Updated: Jan 30, 2019

I have heard of primary care doctors retiring with an eight-figure net worth (heck, we have all heard of secretaries retiring with an eight-figure net worth) so it certainly can be done. This is not the norm, but there is no reason PCPs can't achieve financial independence.

1. Go to inexpensive schools. Going to your state medical school and graduating with low or no debt lets you hit the ground running. This is especially true if the alternative is a foreign medical school paid for with private loans. At a certain level of debt, not only will it be difficult to get ahead as a PCP, you may not even be able to break even.
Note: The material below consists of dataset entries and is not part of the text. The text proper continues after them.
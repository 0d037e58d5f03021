//! CLI output settings

use serde::{Deserialize, Serialize};

/// CLI verbosity level
#[derive(Debug, Clone, Copy, PartialEq, Eq, Default, Serialize, Deserialize)]
pub enum Verbosity {
    /// Quiet - failures only
    Quiet,
    /// Normal - step lines and warnings
    #[default]
    Normal,
    /// Verbose - step lines plus library info logs
    Verbose,
    /// Debug - every cascade attempt and poll
    Debug,
}

impl Verbosity {
    /// From the `-q` flag and `-v` count; quiet wins
    #[must_use]
    pub const fn from_flags(quiet: bool, verbose: u8) -> Self {
        if quiet {
            return Self::Quiet;
        }
        match verbose {
            0 => Self::Normal,
            1 => Self::Verbose,
            _ => Self::Debug,
        }
    }

    /// Check if quiet mode
    #[must_use]
    pub const fn is_quiet(self) -> bool {
        matches!(self, Self::Quiet)
    }

    /// Check if verbose or higher
    #[must_use]
    pub const fn is_verbose(self) -> bool {
        matches!(self, Self::Verbose | Self::Debug)
    }

    /// Log filter used when `RUST_LOG` is unset
    #[must_use]
    pub const fn default_filter(self) -> &'static str {
        match self {
            Self::Quiet => "error",
            Self::Normal => "warn",
            Self::Verbose => "info",
            Self::Debug => "debug",
        }
    }
}

/// Color output choice
#[derive(Debug, Clone, Copy, PartialEq, Eq, Default, Serialize, Deserialize)]
pub enum ColorChoice {
    /// Always use colors
    Always,
    /// Use colors when output is a terminal
    #[default]
    Auto,
    /// Never use colors
    Never,
}

impl ColorChoice {
    /// Should use colors based on output detection
    #[must_use]
    pub fn should_color(self) -> bool {
        match self {
            Self::Always => true,
            Self::Never => false,
            Self::Auto => std::io::IsTerminal::is_terminal(&std::io::stderr()),
        }
    }
}

/// Console settings shared by every command
#[derive(Debug, Clone, Copy, Default, PartialEq, Eq, Serialize, Deserialize)]
pub struct CliConfig {
    /// Verbosity level
    pub verbosity: Verbosity,
    /// Color output choice
    pub color: ColorChoice,
}

impl CliConfig {
    /// Create new default configuration
    #[must_use]
    pub fn new() -> Self {
        Self::default()
    }

    /// Set verbosity
    #[must_use]
    pub const fn with_verbosity(mut self, verbosity: Verbosity) -> Self {
        self.verbosity = verbosity;
        self
    }

    /// Set color choice
    #[must_use]
    pub const fn with_color(mut self, color: ColorChoice) -> Self {
        self.color = color;
        self
    }
}
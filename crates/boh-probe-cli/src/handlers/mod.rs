//! Command handlers

pub mod config;
pub mod run;

use crate::commands::TargetArgs;
use crate::error::CliResult;
use boh_probe::ProbeConfig;

/// Resolve the run configuration with `lookup` standing in for the
/// process environment
pub fn resolve_config_with<F>(target: &TargetArgs, lookup: F) -> CliResult<ProbeConfig>
where
    F: Fn(&str) -> Option<String>,
{
    let config = ProbeConfig::resolve_with(lookup, target.config.as_deref(), target.env.map(Into::into))?;
    Ok(config)
}

/// Resolve the run configuration once, from flags, file and environment
pub fn resolve_config(target: &TargetArgs) -> CliResult<ProbeConfig> {
    resolve_config_with(target, |key| std::env::var(key).ok())
}
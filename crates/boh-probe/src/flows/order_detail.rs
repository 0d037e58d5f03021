//! Order detail page: opening it and verifying its header fields.
//!
//! The detail page renders every field as `label：-` until its data has
//! loaded. Verification polls the body text until all fields are populated,
//! reloads once when placeholders remain, polls again, and only then asserts.

use super::{body_or_empty, scroll_nudge, single};
use crate::case::OrderCase;
use crate::config::ProbeConfig;
use crate::driver::{ClickOptions, LoadState, PageDriver};
use crate::resolver::{resolve, CascadeOptions};
use crate::result::{ProbeError, ProbeResult};
use crate::selector::{Selector, Target};
use crate::verify::{assert_store_code, excerpt, placeholder, VerificationRecord, LOG_EXCERPT_CHARS};
use crate::wait::{pause_for, poll_until, tolerate_load_state, wait_for_url, PollPolicy, UrlPattern, WaitOutcome};
use serde::Serialize;
use std::time::Duration;
use tracing::{debug, info, warn};

/// Attempts of the order-number pre-wait
pub const PRE_WAIT_ATTEMPTS: u32 = 10;

/// Every n-th poll attempt scrolls the page
pub const NUDGE_EVERY: u32 = 5;

/// How the detail page was reached
#[derive(Debug, Clone, Copy, PartialEq, Eq, Serialize)]
#[serde(rename_all = "snake_case")]
pub enum DetailOpened {
    /// Clicked the exact order-number text
    ExactText,
    /// Clicked text containing the order number
    PartialText,
    /// Clicked a link to the order
    Link,
    /// Nothing was clicked
    NotOpened,
}

/// What detail verification did
#[derive(Debug, Clone, PartialEq, Eq, Serialize)]
pub struct DetailOutcome {
    /// Whether a reload was needed
    pub reloaded: bool,
    /// Polls of the first wait
    pub first_wait_attempts: u32,
    /// Polls after the reload
    pub reload_wait_attempts: Option<u32>,
    /// Store code read from the page
    pub store_code: String,
}

/// One labelled header field
#[derive(Debug, Clone, Copy, PartialEq, Eq)]
pub struct DetailField<'a> {
    /// Label as rendered (without the colon)
    pub label: &'static str,
    /// Expected value
    pub expected: &'a str,
}

impl DetailField<'_> {
    /// Expected value present and placeholder gone
    #[must_use]
    pub fn is_populated(&self, text: &str) -> bool {
        text.contains(self.expected) && !self.shows_placeholder(text)
    }

    /// Placeholder still rendered
    #[must_use]
    pub fn shows_placeholder(&self, text: &str) -> bool {
        text.contains(&placeholder(self.label))
    }
}

/// Header fields of the detail page for `case`
#[must_use]
pub fn detail_fields(case: &OrderCase) -> [DetailField<'_>; 5] {
    [
        DetailField {
            label: "订货单号",
            expected: &case.order_number,
        },
        DetailField {
            label: "单据状态",
            expected: &case.status,
        },
        DetailField {
            label: "来源",
            expected: &case.source,
        },
        DetailField {
            label: "订货日期",
            expected: &case.order_date,
        },
        DetailField {
            label: "订货门店",
            expected: &case.store,
        },
    ]
}

/// Links that lead to the order
#[must_use]
pub fn order_link(order_number: &str) -> Target {
    Target::new("order link")
        .or(Selector::css_with_text("a", order_number))
        .or(Selector::css(format!("[href*=\"{order_number}\"]")))
}

async fn await_detail_url<P: PageDriver>(page: &P) {
    let policy = PollPolicy::elapsed(Duration::from_secs(15), Duration::from_millis(250));
    for pattern in [
        UrlPattern::Glob("**/detail**".into()),
        UrlPattern::Glob("**/order/**".into()),
    ] {
        if let Ok(outcome) = wait_for_url(page, &pattern, &policy).await {
            if let Some(url) = outcome.value {
                debug!(%pattern, url = %url, "detail url reached");
                return;
            }
        }
    }
    debug!("no detail url observed");
}

/// Click through from the list to the order's detail page.
///
/// Not finding anything to click is only a warning; detail verification
/// reports whether the page actually loaded.
pub async fn open_order_detail<P: PageDriver>(page: &P, config: &ProbeConfig) -> ProbeResult<DetailOpened> {
    let order_number = config.case.order_number.as_str();
    tolerate_load_state(page, LoadState::DomContentLoaded, config.timings.load_state_timeout).await;
    pause_for(config.timings.settle).await;

    let wait = CascadeOptions::with_timeout(Duration::from_secs(10));
    let mut opened = DetailOpened::NotOpened;
    for (kind, selector) in [
        (DetailOpened::ExactText, Selector::text_exact(order_number)),
        (DetailOpened::PartialText, Selector::text_contains(order_number)),
    ] {
        let Some(hit) = resolve(page, &single("order number", selector), &wait).await else {
            continue;
        };
        match page.click(&hit.element, ClickOptions::default()).await {
            Ok(()) => {
                await_detail_url(page).await;
                opened = kind;
                break;
            }
            Err(e) => debug!(error = %e, "order number click failed"),
        }
    }

    if opened == DetailOpened::NotOpened {
        'links: for selector in order_link(order_number).strategies() {
            for link in page.query_all(selector).await.unwrap_or_default() {
                if page.is_visible(&link).await.unwrap_or(false)
                    && page.click(&link, ClickOptions::default()).await.is_ok()
                {
                    await_detail_url(page).await;
                    opened = DetailOpened::Link;
                    break 'links;
                }
            }
        }
    }

    tolerate_load_state(page, LoadState::DomContentLoaded, config.timings.load_state_timeout).await;
    pause_for(config.timings.settle).await;
    let url = page.url().await.unwrap_or_default();
    if opened == DetailOpened::NotOpened {
        warn!(url = %url, "could not click through to the order, continuing");
    } else {
        info!(url = %url, ?opened, "detail page opened");
    }
    Ok(opened)
}

async fn await_populated<P: PageDriver>(
    page: &P,
    config: &ProbeConfig,
    fields: &[DetailField<'_>],
    policy: &PollPolicy,
) -> ProbeResult<WaitOutcome<()>> {
    poll_until("detail fields populated", policy, move |attempt| async move {
        let text = body_or_empty(page).await;
        if fields.iter().all(|f| f.is_populated(&text)) {
            return Ok(true);
        }
        if attempt % NUDGE_EVERY == 0 {
            debug!(attempt, max = ?policy.bound, "still waiting for detail data");
            scroll_nudge(page, config).await;
        }
        Ok(false)
    })
    .await
}

fn placeholders_left<'a>(fields: &[DetailField<'a>], text: &str) -> Vec<&'static str> {
    fields
        .iter()
        .filter(|f| f.shows_placeholder(text))
        .map(|f| f.label)
        .collect()
}

/// Wait for the detail header to load, then check every field.
///
/// Running it again on an unchanged page converges to the same result
/// without another reload.
pub async fn verify_order_detail<P: PageDriver>(page: &P, config: &ProbeConfig) -> ProbeResult<DetailOutcome> {
    let case = &config.case;
    let timings = &config.timings;
    let fields = detail_fields(case);
    tolerate_load_state(page, LoadState::DomContentLoaded, timings.load_state_timeout).await;

    let order_field = fields[0];
    let pre = PollPolicy::attempts(PRE_WAIT_ATTEMPTS, Duration::from_secs(1));
    let pre_wait = poll_until("order number on detail page", &pre, move |_| async move {
        Ok(order_field.is_populated(&body_or_empty(page).await))
    })
    .await?;
    if !pre_wait.is_satisfied() {
        debug!("order number not yet shown, nudging the page");
        scroll_nudge(page, config).await;
    }

    let first = await_populated(page, config, &fields, &timings.detail_wait).await?;
    let mut loaded = first.is_satisfied();
    let mut text = body_or_empty(page).await;
    debug!(text = %excerpt(&text, LOG_EXCERPT_CHARS), "detail page text");

    let mut reload_wait_attempts = None;
    if !loaded && !placeholders_left(&fields, &text).is_empty() {
        warn!(fields = ?placeholders_left(&fields, &text), "detail still shows placeholders, reloading once");
        if let Err(e) = page.reload(LoadState::DomContentLoaded).await {
            warn!(error = %e, "reload failed");
        }
        pause_for(timings.result_settle).await;
        let second = await_populated(page, config, &fields, &timings.detail_reload_wait).await?;
        loaded = second.is_satisfied();
        reload_wait_attempts = Some(second.attempts);
        text = body_or_empty(page).await;

        let left = placeholders_left(&fields, &text);
        if !left.is_empty() {
            return Err(ProbeError::WaitTimeout {
                waited_for: format!("detail fields after reload: {}", left.join(", ")),
                attempts: second.attempts,
                elapsed_ms: second.elapsed.as_millis() as u64,
            });
        }
    }
    debug!(loaded, "detail wait finished");

    for field in &fields {
        VerificationRecord::new(field.label, field.expected, &text).check()?;
        if field.shows_placeholder(&text) {
            return Err(ProbeError::AssertionFailed {
                field: field.label.to_string(),
                expected: field.expected.to_string(),
                actual: placeholder(field.label),
            });
        }
    }
    assert_store_code(&case.store_code, &text)?;
    info!(order = %case.order_number, "detail header verified");

    Ok(DetailOutcome {
        reloaded: reload_wait_attempts.is_some(),
        first_wait_attempts: first.attempts,
        reload_wait_attempts,
        store_code: case.store_code.clone(),
    })
}
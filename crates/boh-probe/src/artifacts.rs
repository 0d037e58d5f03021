//! Failure artifacts.
//!
//! When a scenario fails, the harness takes a screenshot of the page and
//! hands it to an [`ArtifactSink`]. The default sink writes it to
//! `<output_dir>/<scenario>/screenshot.png`.

use crate::result::ProbeResult;
use std::fs;
use std::path::{Path, PathBuf};
use tracing::info;

/// File name of the failure screenshot
pub const SCREENSHOT_FILE: &str = "screenshot.png";

/// Destination for failure artifacts
pub trait ArtifactSink: Send + Sync {
    /// Store a failure screenshot (PNG bytes). Returns the paths written.
    fn store_failure(&self, scenario: &str, png: &[u8]) -> ProbeResult<Vec<PathBuf>>;
}

/// Discards every artifact
#[derive(Debug, Clone, Copy, Default)]
pub struct NoArtifacts;

impl ArtifactSink for NoArtifacts {
    fn store_failure(&self, _scenario: &str, _png: &[u8]) -> ProbeResult<Vec<PathBuf>> {
        Ok(Vec::new())
    }
}

/// Writes the failure screenshot below an output directory
#[derive(Debug, Clone, PartialEq, Eq)]
pub struct ScreenshotOnFailure {
    output_dir: PathBuf,
}

impl ScreenshotOnFailure {
    /// Sink rooted at `output_dir`
    #[must_use]
    pub fn new(output_dir: impl Into<PathBuf>) -> Self {
        Self {
            output_dir: output_dir.into(),
        }
    }

    /// Root directory
    #[must_use]
    pub fn output_dir(&self) -> &Path {
        &self.output_dir
    }

    /// Where the screenshot of `scenario` goes
    #[must_use]
    pub fn screenshot_path(&self, scenario: &str) -> PathBuf {
        self.output_dir
            .join(sanitize_name(scenario))
            .join(SCREENSHOT_FILE)
    }
}

impl ArtifactSink for ScreenshotOnFailure {
    fn store_failure(&self, scenario: &str, png: &[u8]) -> ProbeResult<Vec<PathBuf>> {
        let path = self.screenshot_path(scenario);
        if let Some(parent) = path.parent() {
            fs::create_dir_all(parent)?;
        }
        fs::write(&path, png)?;
        info!(path = %path.display(), "failure screenshot saved");
        Ok(vec![path])
    }
}

/// Directory-safe form of a scenario name
#[must_use]
pub fn sanitize_name(name: &str) -> String {
    let cleaned: String = name
        .trim()
        .chars()
        .map(|c| {
            if c.is_alphanumeric() || c == '-' || c == '_' {
                c
            } else {
                '_'
            }
        })
        .collect();
    if cleaned.chars().all(|c| c == '_') {
        "scenario".to_string()
    } else {
        cleaned
    }
}
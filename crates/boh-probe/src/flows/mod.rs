//! Flow steps of the order scenario.
//!
//! Each step is a linear sequence built from the cascade resolver and the
//! poll loop. Steps take the page and the run configuration by reference and
//! return a small outcome value describing which fallbacks were used.
//!
//! | Step / element                  | On exhaustion                         |
//! |---------------------------------|---------------------------------------|
//! | account / password field        | fatal `ElementNotFound`               |
//! | brand alias, agreement box      | warn, continue                        |
//! | login button                    | press Enter                           |
//! | login redirect                  | fatal `NavigationFailed`              |
//! | tenant name                     | fatal `AssertionFailed`               |
//! | order page navigation           | fatal unless URL already correct      |
//! | date input missing              | warn, skip that bound                 |
//! | calendar selection              | type the date                         |
//! | typed date entry fails          | warn, continue                        |
//! | query button                    | press Enter                           |
//! | Enter key also fails            | fatal `ElementNotFound`               |
//! | order row                       | fatal `ElementNotFound`               |
//! | detail link                     | warn, continue                        |
//! | detail placeholders post-reload | fatal `WaitTimeout`                   |
//! | any field assertion             | fatal `AssertionFailed`               |

pub mod date_range;
pub mod line_items;
pub mod login;
pub mod navigation;
pub mod order_detail;
pub mod order_list;
pub mod tenant;

pub use date_range::{select_date_range_and_query, DateEntry, DateRangeOutcome, QueryTrigger};
pub use line_items::{verify_line_items, LineItemsOutcome};
pub use login::{login, LoginOutcome, SubmitMethod};
pub use navigation::{ensure_on_order_page, navigate_to_order_page};
pub use order_detail::{open_order_detail, verify_order_detail, DetailOutcome, DetailOpened};
pub use order_list::{find_order_row, verify_order_in_list, OrderRow, RowSource};
pub use tenant::{verify_tenant, TenantTier};

use crate::config::ProbeConfig;
use crate::driver::{PageDriver, ScrollPosition};
use crate::resolver::CascadeOptions;
use crate::selector::{Selector, Target};
use crate::wait::pause_for;
use tracing::debug;

/// Ancestors that count as the row of a matched cell
pub(crate) const ROW_ANCESTORS: &str = "tr, [role=\"row\"], [class*=\"row\"], [class*=\"item\"]";

/// One-strategy target
pub(crate) fn single(name: &str, selector: Selector) -> Target {
    Target::new(name).or(selector)
}

/// Cascade options for ordinary fields
pub(crate) fn field_cascade(config: &ProbeConfig) -> CascadeOptions {
    CascadeOptions::with_timeout(config.timings.strategy_timeout)
}

/// Body text, empty when it cannot be read
pub(crate) async fn body_or_empty<P: PageDriver>(page: &P) -> String {
    match page.body_text().await {
        Ok(text) => text,
        Err(e) => {
            debug!(error = %e, "body text unavailable");
            String::new()
        }
    }
}

/// Scroll to the bottom and back to the top to trigger lazy rendering
pub(crate) async fn scroll_nudge<P: PageDriver>(page: &P, config: &ProbeConfig) {
    for position in [ScrollPosition::Bottom, ScrollPosition::Top] {
        if let Err(e) = page.scroll_page(position).await {
            debug!(error = %e, "scroll failed");
        }
        pause_for(config.timings.settle).await;
    }
}

/// Text around the first keyword found in `text` (case-insensitive)
pub(crate) fn keyword_context(text: &str, keywords: &[&str]) -> Option<String> {
    let lower = text.to_lowercase();
    keywords.iter().find_map(|keyword| {
        let idx = lower.find(&keyword.to_lowercase())?;
        let mut before: Vec<char> = lower[..idx].chars().rev().take(50).collect();
        before.reverse();
        let after: String = lower[idx..].chars().take(100).collect();
        Some(format!("{}{after}", before.into_iter().collect::<String>()))
    })
}

#[cfg(test)]
mod tests {
    use super::*;

    #[test]
    fn test_keyword_context() {
        let text = "请输入 用户名或密码错误 请重试";
        let ctx = keyword_context(text, &["captcha", "用户名或密码"]);
        assert_eq!(ctx.as_deref(), Some("请输入 用户名或密码错误 请重试"));
        assert!(keyword_context("all good", &["error"]).is_none());
        assert!(keyword_context("Server ERROR", &["error"]).is_some());
    }

    #[test]
    fn test_single_target() {
        let t = single("x", Selector::css("#x"));
        assert_eq!(t.len(), 1);
        assert_eq!(t.name(), "x");
    }
}
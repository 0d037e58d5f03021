//! Diagnostic logging setup

use crate::config::Verbosity;
use tracing_subscriber::EnvFilter;

/// Filter from `RUST_LOG`, else from the verbosity flags
#[must_use]
pub fn env_filter(verbosity: Verbosity) -> EnvFilter {
    EnvFilter::try_from_default_env().unwrap_or_else(|_| EnvFilter::new(verbosity.default_filter()))
}

/// Install the global subscriber, writing compact lines to stderr.
///
/// A second call is a no-op.
pub fn init_logging(verbosity: Verbosity) {
    let _ = tracing_subscriber::fmt()
        .with_env_filter(env_filter(verbosity))
        .with_writer(std::io::stderr)
        .with_target(verbosity.is_verbose())
        .compact()
        .try_init();
}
2. Take advantage of the additional loan repayment programs available to you. Some loan forgiveness programs are primary-care-specific (NHSC scholarships, many state programs) and some have a much greater demand for PCPs because of the populations they serve (Indian Health Service, many more state programs).

3. Go into private practice. This pains me to say, as I have so much respect for academic docs and teachers, but from a strictly financial perspective private practice is the way to go. Negotiate your job contract wisely and maximize your income.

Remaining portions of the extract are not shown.